Medications such as topical nasal steroids have been shown to ease sleep apnea symptoms in kids with mild symptoms. Removal of the tonsils and adenoids might be the solution for other children with moderate to severe sleep apnea. Typically, your doctor will refer your child to a pediatric ear, nose and throat specialist to discuss removing the tonsils and adenoids, which may improve obstructive sleep apnea by opening the airway.
Ballclub #2: Autoimmune Disease
Autoimmune disorders are becoming increasingly common, and it is presumed to be a combination of genetics and environment causing them. Specifically, an autoimmune disorder is when the body mistakes a naturally-occurring substance in the body as something foreign, thus attacking it. Patients with autoimmune disease often experience opportunistic and secondary infections. These can be common in the mouth, so dentists have become the frontline for identifying issues.
Common issues a dentist may see:
- Tooth decay
- Periodontal disease
- Dry mouth
- Oral thrush
- Mouth lesions
Common diseases and conditions a dentist may see:
- Sjögren’s syndrome—an inflammatory disease that targets the glands that help your body make moisture. This affects your ability to produce saliva, causing dry mouth.
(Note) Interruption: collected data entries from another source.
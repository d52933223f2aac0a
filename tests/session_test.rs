use async_trait::async_trait;
use chrono::{Duration, Utc};
use gamehub_client::lifecycle::{ClientConfig, ServiceRegistry};
use gamehub_client::session::{
    Credential, CredentialPolicy, CredentialStore, FileCredentialStore, MemoryCredentialStore,
    SessionState,
};
use resource_framework::mock::MockTransport;
use resource_framework::{ApiError, HttpMethod, HttpRequest, Transport};
use serde_json::{json, Value};
use std::io::Write;
use std::sync::{Arc, Mutex};
use tokio::sync::Notify;

/// Holds user resolution (`/users/token/...`) until the gate is opened.
struct GatedTransport {
    inner: MockTransport,
    gate: Arc<Notify>,
}

#[async_trait]
impl Transport for GatedTransport {
    async fn execute(&self, request: HttpRequest) -> Result<Value, ApiError> {
        if request.route().starts_with("/users/token/") {
            self.gate.notified().await;
        }
        self.inner.execute(request).await
    }
}

/// Collects formatted log output.
#[derive(Clone, Default)]
struct LogBuffer(Arc<Mutex<Vec<u8>>>);

impl Write for LogBuffer {
    fn write(&mut self, buf: &[u8]) -> std::io::Result<usize> {
        self.0.lock().unwrap().extend_from_slice(buf);
        Ok(buf.len())
    }

    fn flush(&mut self) -> std::io::Result<()> {
        Ok(())
    }
}

fn user_json() -> Value {
    json!({ "id": 1, "pid": "u1", "username": "ada", "email": "ada@gamehub.dev" })
}

fn registry(transport: &MockTransport, store: &MemoryCredentialStore) -> ServiceRegistry {
    ServiceRegistry::with_transport(
        Arc::new(transport.clone()),
        Arc::new(store.clone()),
        &ClientConfig::default(),
    )
}

fn gated_registry(
    transport: &MockTransport,
    store: &MemoryCredentialStore,
) -> (ServiceRegistry, Arc<Notify>) {
    let gate = Arc::new(Notify::new());
    let gated = GatedTransport {
        inner: transport.clone(),
        gate: gate.clone(),
    };
    let registry = ServiceRegistry::with_transport(
        Arc::new(gated),
        Arc::new(store.clone()),
        &ClientConfig::default(),
    );
    (registry, gate)
}

fn expect_login(transport: &MockTransport, token: &str) {
    transport
        .expect(HttpMethod::Post, "/users/login")
        .return_ok(json!({ "access_token": token }));
    transport
        .expect(HttpMethod::Get, format!("/users/token/{token}"))
        .return_ok(user_json());
}

#[tokio::test]
async fn test_login_goes_through_loading_and_persists() {
    let transport = MockTransport::new();
    expect_login(&transport, "tok-1");
    let store = MemoryCredentialStore::new();
    let (registry, gate) = gated_registry(&transport, &store);
    let session = registry.session.clone();
    let mut updates = session.subscribe();
    assert_eq!(updates.borrow().state(), SessionState::Unauthenticated);

    let login = tokio::spawn({
        let session = session.clone();
        async move { session.login("ada@gamehub.dev", "secret").await }
    });

    updates
        .wait_for(|s| s.state() == SessionState::Loading)
        .await
        .unwrap();
    assert_eq!(session.token().as_deref(), Some("tok-1"));
    assert!(session.current_user().is_none());
    assert_eq!(store.load().unwrap().unwrap().token, "tok-1");

    gate.notify_one();
    let token = login.await.unwrap().unwrap();

    assert_eq!(token, "tok-1");
    assert_eq!(session.state(), SessionState::Authenticated);
    assert_eq!(session.current_user().unwrap().pid, "u1");
    assert_eq!(registry.credential().get().as_deref(), Some("tok-1"));
    assert_eq!(
        transport.last_request().unwrap().header("Authorization"),
        Some("Bearer tok-1")
    );
    transport.verify();
}

#[tokio::test]
async fn test_persisted_credential_uses_canonical_attributes() {
    let transport = MockTransport::new();
    expect_login(&transport, "tok-1");
    let store = MemoryCredentialStore::new();
    let registry = registry(&transport, &store);

    let before = Utc::now();
    registry.session.login("ada@gamehub.dev", "secret").await.unwrap();

    let credential = store.load().unwrap().unwrap();
    assert_eq!(credential.path, "/");
    assert!(!credential.secure);
    assert!(credential.expires_at >= before + Duration::hours(1));
    assert!(credential.expires_at <= Utc::now() + Duration::hours(1));
}

#[tokio::test]
async fn test_failed_login_persists_nothing() {
    let transport = MockTransport::new();
    transport.expect(HttpMethod::Post, "/users/login").return_err(ApiError::status(
        401,
        "Unauthorized",
        Some(json!({ "statusCode": 401, "message": "Invalid credentials" })),
    ));
    let store = MemoryCredentialStore::new();
    let registry = registry(&transport, &store);

    let err = registry
        .session
        .login("ada@gamehub.dev", "wrong")
        .await
        .unwrap_err();

    assert_eq!(
        err.to_string(),
        "ERROR in operation login of users: Invalid credentials"
    );
    assert!(err.api_error().unwrap().is_unauthorized());
    assert_eq!(registry.session.state(), SessionState::Unauthenticated);
    assert!(registry.session.token().is_none());
    assert!(store.load().unwrap().is_none());
    assert!(!registry.credential().is_set());
    transport.verify();
}

#[tokio::test]
async fn test_logout_is_immediate() {
    let transport = MockTransport::new();
    expect_login(&transport, "tok-1");
    let store = MemoryCredentialStore::new();
    let registry = registry(&transport, &store);
    registry.session.login("ada@gamehub.dev", "secret").await.unwrap();
    assert!(registry.session.is_authenticated());

    registry.session.logout();

    assert!(registry.session.current_user().is_none());
    assert!(registry.session.token().is_none());
    assert_eq!(registry.session.state(), SessionState::Unauthenticated);
    assert!(store.load().unwrap().is_none());
    assert!(!registry.credential().is_set());
}

#[tokio::test]
async fn test_logout_wins_over_inflight_resolution() {
    let transport = MockTransport::new();
    expect_login(&transport, "tok-1");
    let store = MemoryCredentialStore::new();
    let (registry, gate) = gated_registry(&transport, &store);
    let session = registry.session.clone();
    let mut updates = session.subscribe();

    let login = tokio::spawn({
        let session = session.clone();
        async move { session.login("ada@gamehub.dev", "secret").await }
    });
    updates
        .wait_for(|s| s.state() == SessionState::Loading)
        .await
        .unwrap();

    session.logout();
    assert!(session.current_user().is_none());
    assert!(store.load().unwrap().is_none());

    gate.notify_one();
    assert_eq!(login.await.unwrap().unwrap(), "tok-1");

    assert_eq!(session.state(), SessionState::Unauthenticated);
    assert!(session.token().is_none());
    assert!(store.load().unwrap().is_none());
    assert!(!registry.credential().is_set());
    transport.verify();
}

#[tokio::test]
async fn test_new_login_overwrites_previous_credential() {
    let transport = MockTransport::new();
    expect_login(&transport, "tok-1");
    expect_login(&transport, "tok-2");
    let store = MemoryCredentialStore::new();
    let registry = registry(&transport, &store);

    registry.session.login("ada@gamehub.dev", "secret").await.unwrap();
    registry.session.login("ada@gamehub.dev", "secret").await.unwrap();

    assert_eq!(store.load().unwrap().unwrap().token, "tok-2");
    assert_eq!(registry.session.token().as_deref(), Some("tok-2"));
    assert_eq!(registry.credential().get().as_deref(), Some("tok-2"));
}

#[tokio::test]
async fn test_init_restores_persisted_credential() {
    let transport = MockTransport::new();
    transport
        .expect(HttpMethod::Get, "/users/token/tok-9")
        .return_ok(user_json());
    let store = MemoryCredentialStore::with(Credential::issue(
        "tok-9",
        &CredentialPolicy::default(),
        Utc::now(),
    ));
    let registry = registry(&transport, &store);

    let state = registry.session.init().await;

    assert_eq!(state, SessionState::Authenticated);
    assert_eq!(registry.session.current_user().unwrap().username, "ada");
    assert_eq!(
        transport.last_request().unwrap().header("Authorization"),
        Some("Bearer tok-9")
    );
}

#[tokio::test]
async fn test_init_clears_rejected_credential() {
    let transport = MockTransport::new();
    transport
        .expect(HttpMethod::Get, "/users/token/stale")
        .return_err(ApiError::status(401, "Unauthorized", None));
    let store = MemoryCredentialStore::with(Credential::issue(
        "stale",
        &CredentialPolicy::default(),
        Utc::now(),
    ));
    let registry = registry(&transport, &store);

    let state = registry.session.init().await;

    assert_eq!(state, SessionState::Unauthenticated);
    assert!(store.load().unwrap().is_none());
    assert!(!registry.credential().is_set());
    assert_eq!(transport.request_count(), 1);
}

#[tokio::test]
async fn test_rejected_credential_never_reaches_logs() {
    let logs = LogBuffer::default();
    let writer = logs.clone();
    let subscriber = tracing_subscriber::fmt()
        .with_writer(move || writer.clone())
        .with_ansi(false)
        .with_max_level(tracing::Level::TRACE)
        .finish();
    let _guard = tracing::subscriber::set_default(subscriber);

    let transport = MockTransport::new();
    transport
        .expect(HttpMethod::Get, "/users/token/SECRET-TOKEN-123")
        .return_err(ApiError::status(401, "Unauthorized", None));
    let store = MemoryCredentialStore::with(Credential::issue(
        "SECRET-TOKEN-123",
        &CredentialPolicy::default(),
        Utc::now(),
    ));
    let registry = registry(&transport, &store);

    let state = registry.session.init().await;

    let output = String::from_utf8_lossy(&logs.0.lock().unwrap()).into_owned();
    assert_eq!(state, SessionState::Unauthenticated);
    assert!(output.contains("Request failed"), "{output}");
    assert!(output.contains("/users/token/***"), "{output}");
    assert!(!output.contains("SECRET-TOKEN-123"), "{output}");
}

#[tokio::test]
async fn test_init_drops_expired_credential_without_network() {
    let transport = MockTransport::new();
    let store = MemoryCredentialStore::with(Credential::issue(
        "old",
        &CredentialPolicy::default(),
        Utc::now() - Duration::hours(2),
    ));
    let registry = registry(&transport, &store);

    let state = registry.session.init().await;

    assert_eq!(state, SessionState::Unauthenticated);
    assert!(store.load().unwrap().is_none());
    assert_eq!(transport.request_count(), 0);
}

#[tokio::test]
async fn test_init_without_credential_stays_anonymous() {
    let transport = MockTransport::new();
    let registry = registry(&transport, &MemoryCredentialStore::new());

    assert_eq!(registry.session.init().await, SessionState::Unauthenticated);
    assert_eq!(transport.request_count(), 0);
}

#[tokio::test]
async fn test_file_store_survives_restart() {
    let dir = tempfile::tempdir().unwrap();
    let path = dir.path().join("credential.json");

    let first = MockTransport::new();
    expect_login(&first, "tok-1");
    let registry = ServiceRegistry::with_transport(
        Arc::new(first.clone()),
        Arc::new(FileCredentialStore::new(&path)),
        &ClientConfig::default(),
    );
    registry.session.login("ada@gamehub.dev", "secret").await.unwrap();
    drop(registry);

    let second = MockTransport::new();
    second
        .expect(HttpMethod::Get, "/users/token/tok-1")
        .return_ok(user_json());
    let restarted = ServiceRegistry::with_transport(
        Arc::new(second.clone()),
        Arc::new(FileCredentialStore::new(&path)),
        &ClientConfig::default(),
    );

    assert_eq!(restarted.session.init().await, SessionState::Authenticated);
    second.verify();
}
- Crohn’s disease—a disease that affects the intestines, but up to 29% of people with Crohn’s have it in their mouth, where symptoms such as mouth ulcers and swelling of the gums and lips occur.
- Systemic lupus erythematosus—a disease that damages body parts, including skin, joints, kidneys, and the mouth (specifically, mouth ulcers). According to the Office On Women’s Health, it mostly develops in young women but can happen to anyone, at any age.
- Oral lichen planus—a rash that affects the skin and any lining, including oral and esophageal. Still rare and not conclusively caused by autoimmune disease, people experiencing it have painful patches and peeling inside the mouth. It is most common in women over 50.
- Psoriasis—an autoimmune disease of the skin, which in rare cases can affect the mouth, including the lips, gums, tongue, and cheek. Symptoms include redness, burning, bleeding, difficulty chewing and difficulty swallowing food.
Whichever “ballclub” you may be battling, your dentist will always be playing on your team. The ballgame commences two times a year, at your regularly scheduled dentist appointment. See you there.